• [Aim of the task] When you have gone through the records below, state only how many lines include the word "ApiRequest".

** Opening Dataset extract block **

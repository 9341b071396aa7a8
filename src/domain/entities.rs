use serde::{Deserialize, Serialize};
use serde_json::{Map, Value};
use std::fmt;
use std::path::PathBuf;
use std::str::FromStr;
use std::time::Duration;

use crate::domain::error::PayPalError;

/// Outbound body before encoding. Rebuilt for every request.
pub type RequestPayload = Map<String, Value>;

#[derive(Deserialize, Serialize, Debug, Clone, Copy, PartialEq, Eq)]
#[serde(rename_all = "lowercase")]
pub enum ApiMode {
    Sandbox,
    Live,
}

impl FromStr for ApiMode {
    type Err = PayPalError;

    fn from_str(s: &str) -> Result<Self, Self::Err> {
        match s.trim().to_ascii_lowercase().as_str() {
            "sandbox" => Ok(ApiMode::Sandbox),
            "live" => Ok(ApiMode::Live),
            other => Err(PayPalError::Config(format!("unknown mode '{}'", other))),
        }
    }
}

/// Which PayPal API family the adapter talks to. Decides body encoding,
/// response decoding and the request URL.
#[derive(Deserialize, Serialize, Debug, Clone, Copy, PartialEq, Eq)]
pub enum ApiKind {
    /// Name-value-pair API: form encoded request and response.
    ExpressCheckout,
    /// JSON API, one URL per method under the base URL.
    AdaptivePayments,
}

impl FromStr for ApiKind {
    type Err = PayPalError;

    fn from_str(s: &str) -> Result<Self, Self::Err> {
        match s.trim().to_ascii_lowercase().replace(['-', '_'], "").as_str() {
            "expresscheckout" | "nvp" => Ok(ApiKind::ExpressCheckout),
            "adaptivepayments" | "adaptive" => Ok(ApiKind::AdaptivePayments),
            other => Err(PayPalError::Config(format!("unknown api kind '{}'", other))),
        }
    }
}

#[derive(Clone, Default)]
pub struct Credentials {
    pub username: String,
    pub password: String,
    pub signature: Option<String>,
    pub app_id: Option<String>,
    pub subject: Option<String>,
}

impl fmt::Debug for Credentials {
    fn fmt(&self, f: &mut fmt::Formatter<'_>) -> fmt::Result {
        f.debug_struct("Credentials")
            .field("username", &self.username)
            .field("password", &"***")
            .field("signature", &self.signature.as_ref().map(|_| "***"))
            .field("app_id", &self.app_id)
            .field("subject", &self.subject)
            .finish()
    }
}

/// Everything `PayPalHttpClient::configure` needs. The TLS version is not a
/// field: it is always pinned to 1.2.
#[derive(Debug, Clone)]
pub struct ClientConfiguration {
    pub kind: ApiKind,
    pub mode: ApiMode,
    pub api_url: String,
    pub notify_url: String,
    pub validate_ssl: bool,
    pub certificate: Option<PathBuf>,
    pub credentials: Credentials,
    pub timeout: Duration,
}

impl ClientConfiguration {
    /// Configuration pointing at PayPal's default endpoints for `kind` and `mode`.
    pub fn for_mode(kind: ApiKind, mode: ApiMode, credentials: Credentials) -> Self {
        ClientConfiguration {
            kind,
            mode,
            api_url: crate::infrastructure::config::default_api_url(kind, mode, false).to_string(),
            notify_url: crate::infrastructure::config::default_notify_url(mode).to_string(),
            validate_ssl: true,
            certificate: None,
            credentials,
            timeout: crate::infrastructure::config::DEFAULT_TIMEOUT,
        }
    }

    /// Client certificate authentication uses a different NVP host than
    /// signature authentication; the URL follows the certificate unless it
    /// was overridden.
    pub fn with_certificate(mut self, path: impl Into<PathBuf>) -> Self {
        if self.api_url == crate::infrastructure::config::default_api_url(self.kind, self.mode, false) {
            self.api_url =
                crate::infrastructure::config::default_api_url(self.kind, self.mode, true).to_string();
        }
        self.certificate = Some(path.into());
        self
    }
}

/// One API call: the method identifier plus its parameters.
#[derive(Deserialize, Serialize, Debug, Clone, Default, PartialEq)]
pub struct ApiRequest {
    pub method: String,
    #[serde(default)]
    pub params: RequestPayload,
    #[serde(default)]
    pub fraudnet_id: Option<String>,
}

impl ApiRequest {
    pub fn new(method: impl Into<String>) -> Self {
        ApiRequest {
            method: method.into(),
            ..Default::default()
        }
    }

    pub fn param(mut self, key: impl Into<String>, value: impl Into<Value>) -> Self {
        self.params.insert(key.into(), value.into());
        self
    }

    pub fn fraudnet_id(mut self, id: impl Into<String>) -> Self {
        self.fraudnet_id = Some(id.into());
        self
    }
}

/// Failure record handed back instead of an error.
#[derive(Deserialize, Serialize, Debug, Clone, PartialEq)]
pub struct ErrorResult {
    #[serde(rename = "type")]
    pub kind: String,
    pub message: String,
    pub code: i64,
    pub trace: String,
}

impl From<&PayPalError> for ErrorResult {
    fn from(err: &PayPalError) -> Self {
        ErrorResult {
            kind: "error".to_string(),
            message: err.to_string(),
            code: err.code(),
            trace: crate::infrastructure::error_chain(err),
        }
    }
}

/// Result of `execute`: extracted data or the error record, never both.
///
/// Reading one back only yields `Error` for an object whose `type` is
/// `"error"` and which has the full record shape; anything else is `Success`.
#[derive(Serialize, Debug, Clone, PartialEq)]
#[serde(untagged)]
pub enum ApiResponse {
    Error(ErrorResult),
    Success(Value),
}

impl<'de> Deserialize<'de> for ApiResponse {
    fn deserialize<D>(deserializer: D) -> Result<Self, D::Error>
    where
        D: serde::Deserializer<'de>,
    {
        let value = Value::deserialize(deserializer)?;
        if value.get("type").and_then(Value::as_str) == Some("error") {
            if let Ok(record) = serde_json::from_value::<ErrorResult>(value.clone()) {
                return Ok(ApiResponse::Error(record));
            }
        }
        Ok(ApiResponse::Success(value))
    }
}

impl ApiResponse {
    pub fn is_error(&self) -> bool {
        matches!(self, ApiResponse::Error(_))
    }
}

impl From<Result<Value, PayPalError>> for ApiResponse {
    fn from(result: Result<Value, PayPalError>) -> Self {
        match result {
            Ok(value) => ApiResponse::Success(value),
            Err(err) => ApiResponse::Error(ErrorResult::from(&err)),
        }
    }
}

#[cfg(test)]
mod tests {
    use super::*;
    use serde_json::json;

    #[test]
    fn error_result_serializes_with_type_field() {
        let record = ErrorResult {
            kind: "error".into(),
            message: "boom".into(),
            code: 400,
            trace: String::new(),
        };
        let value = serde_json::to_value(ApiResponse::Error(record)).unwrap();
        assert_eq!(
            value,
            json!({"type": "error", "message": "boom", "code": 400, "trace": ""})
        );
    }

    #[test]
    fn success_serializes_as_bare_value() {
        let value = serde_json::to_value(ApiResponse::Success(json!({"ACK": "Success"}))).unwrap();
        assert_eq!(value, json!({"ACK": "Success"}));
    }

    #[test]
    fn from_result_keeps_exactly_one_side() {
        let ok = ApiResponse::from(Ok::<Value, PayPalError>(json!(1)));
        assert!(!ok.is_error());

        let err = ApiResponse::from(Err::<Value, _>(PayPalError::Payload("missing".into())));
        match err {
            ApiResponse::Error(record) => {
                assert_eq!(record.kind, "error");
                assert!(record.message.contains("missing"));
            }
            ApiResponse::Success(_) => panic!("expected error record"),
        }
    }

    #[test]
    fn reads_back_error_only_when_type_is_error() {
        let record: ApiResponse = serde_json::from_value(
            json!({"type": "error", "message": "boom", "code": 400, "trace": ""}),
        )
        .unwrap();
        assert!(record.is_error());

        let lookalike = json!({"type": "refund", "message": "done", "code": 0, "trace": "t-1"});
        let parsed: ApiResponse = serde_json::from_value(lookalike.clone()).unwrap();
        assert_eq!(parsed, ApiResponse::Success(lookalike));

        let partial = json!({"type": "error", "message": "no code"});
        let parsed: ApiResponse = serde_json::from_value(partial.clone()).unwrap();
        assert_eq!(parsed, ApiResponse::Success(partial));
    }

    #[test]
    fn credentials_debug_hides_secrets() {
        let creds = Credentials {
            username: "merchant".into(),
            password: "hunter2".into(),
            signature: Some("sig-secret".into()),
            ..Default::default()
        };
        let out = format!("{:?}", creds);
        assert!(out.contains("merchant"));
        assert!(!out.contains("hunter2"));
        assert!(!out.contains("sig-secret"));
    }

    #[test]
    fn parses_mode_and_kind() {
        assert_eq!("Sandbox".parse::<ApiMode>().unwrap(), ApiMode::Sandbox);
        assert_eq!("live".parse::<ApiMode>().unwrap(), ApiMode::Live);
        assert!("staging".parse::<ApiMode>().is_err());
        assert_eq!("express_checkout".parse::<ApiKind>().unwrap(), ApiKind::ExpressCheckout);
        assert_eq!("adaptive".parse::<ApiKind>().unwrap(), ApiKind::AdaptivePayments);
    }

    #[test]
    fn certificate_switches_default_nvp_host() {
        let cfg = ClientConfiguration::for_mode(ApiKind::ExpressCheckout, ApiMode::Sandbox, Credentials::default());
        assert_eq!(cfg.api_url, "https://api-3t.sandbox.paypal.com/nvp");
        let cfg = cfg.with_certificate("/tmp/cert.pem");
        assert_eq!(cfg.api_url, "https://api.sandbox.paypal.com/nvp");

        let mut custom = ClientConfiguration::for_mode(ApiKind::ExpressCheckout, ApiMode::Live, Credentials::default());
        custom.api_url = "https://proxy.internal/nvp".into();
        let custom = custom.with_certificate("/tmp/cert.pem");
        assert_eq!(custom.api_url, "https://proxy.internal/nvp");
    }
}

** Closing Dataset extract block **
** Opening Dataset extract block **

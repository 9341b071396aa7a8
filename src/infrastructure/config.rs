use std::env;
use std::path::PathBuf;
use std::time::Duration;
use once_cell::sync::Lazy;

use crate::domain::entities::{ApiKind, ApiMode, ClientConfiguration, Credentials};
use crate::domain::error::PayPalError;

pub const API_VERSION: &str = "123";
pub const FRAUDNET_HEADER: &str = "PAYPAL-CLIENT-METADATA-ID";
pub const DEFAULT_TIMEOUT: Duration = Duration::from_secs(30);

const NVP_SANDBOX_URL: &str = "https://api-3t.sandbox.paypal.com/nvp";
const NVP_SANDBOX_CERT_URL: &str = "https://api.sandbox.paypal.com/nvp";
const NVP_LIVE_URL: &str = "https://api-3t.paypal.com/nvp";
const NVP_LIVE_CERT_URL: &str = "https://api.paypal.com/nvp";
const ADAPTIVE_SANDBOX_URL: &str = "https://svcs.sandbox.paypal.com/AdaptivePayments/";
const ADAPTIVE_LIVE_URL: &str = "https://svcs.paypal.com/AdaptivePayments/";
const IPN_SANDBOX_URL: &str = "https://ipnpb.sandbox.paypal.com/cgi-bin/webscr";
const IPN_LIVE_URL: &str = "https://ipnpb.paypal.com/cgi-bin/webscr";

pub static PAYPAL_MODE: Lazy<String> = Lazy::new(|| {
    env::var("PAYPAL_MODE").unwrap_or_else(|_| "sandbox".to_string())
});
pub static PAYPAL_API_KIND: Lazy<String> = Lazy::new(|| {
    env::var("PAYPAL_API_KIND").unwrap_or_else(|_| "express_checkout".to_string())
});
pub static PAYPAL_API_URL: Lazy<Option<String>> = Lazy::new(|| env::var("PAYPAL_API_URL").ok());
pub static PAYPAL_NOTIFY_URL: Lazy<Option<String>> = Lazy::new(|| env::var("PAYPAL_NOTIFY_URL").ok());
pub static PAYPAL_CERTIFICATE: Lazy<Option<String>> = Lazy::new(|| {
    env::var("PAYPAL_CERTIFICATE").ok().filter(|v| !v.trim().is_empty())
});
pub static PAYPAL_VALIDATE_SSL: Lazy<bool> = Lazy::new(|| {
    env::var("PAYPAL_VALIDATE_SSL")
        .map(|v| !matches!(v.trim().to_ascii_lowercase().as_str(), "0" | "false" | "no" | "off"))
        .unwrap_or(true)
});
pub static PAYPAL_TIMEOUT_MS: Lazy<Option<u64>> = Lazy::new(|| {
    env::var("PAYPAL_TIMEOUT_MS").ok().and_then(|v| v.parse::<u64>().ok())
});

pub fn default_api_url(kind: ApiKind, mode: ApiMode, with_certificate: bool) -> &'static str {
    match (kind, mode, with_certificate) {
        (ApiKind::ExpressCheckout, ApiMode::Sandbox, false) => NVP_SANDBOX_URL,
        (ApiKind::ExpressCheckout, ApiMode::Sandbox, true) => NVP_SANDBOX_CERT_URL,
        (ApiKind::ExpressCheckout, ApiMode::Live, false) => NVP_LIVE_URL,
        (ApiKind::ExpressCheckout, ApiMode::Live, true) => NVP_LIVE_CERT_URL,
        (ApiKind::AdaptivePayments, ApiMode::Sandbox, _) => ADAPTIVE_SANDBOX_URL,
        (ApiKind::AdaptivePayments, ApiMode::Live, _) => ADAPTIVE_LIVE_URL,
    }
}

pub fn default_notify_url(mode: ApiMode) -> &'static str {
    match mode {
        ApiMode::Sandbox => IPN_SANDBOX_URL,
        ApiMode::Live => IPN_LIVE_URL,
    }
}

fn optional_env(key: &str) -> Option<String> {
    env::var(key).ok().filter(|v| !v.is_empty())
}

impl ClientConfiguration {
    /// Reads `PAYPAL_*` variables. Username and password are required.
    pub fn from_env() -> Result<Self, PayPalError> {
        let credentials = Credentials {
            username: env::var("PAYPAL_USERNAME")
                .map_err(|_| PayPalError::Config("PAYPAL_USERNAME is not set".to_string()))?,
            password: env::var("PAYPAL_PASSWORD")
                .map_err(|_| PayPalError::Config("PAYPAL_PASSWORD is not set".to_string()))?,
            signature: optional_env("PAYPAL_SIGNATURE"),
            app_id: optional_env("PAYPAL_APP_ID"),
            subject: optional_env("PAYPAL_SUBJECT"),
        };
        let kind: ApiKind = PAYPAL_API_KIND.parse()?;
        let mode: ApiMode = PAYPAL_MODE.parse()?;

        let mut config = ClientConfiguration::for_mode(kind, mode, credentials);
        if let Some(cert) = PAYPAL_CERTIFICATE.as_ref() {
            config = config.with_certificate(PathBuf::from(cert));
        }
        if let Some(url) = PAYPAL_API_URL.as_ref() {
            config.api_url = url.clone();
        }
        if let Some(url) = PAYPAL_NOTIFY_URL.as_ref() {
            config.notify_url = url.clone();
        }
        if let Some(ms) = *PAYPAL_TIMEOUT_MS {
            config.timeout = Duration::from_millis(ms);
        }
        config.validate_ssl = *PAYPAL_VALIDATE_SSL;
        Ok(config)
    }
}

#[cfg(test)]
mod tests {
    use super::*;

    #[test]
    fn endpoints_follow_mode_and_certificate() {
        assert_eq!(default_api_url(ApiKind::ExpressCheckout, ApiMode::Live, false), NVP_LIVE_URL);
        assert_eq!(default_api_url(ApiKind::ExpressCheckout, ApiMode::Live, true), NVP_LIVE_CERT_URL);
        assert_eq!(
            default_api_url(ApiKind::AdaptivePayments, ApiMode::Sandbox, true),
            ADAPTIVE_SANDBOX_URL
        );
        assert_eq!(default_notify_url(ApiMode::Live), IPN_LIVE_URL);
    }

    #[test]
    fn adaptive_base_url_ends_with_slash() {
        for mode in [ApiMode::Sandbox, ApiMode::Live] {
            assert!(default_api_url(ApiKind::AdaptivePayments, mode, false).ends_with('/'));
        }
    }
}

** Closing Dataset extract block **

• [Task answer] 3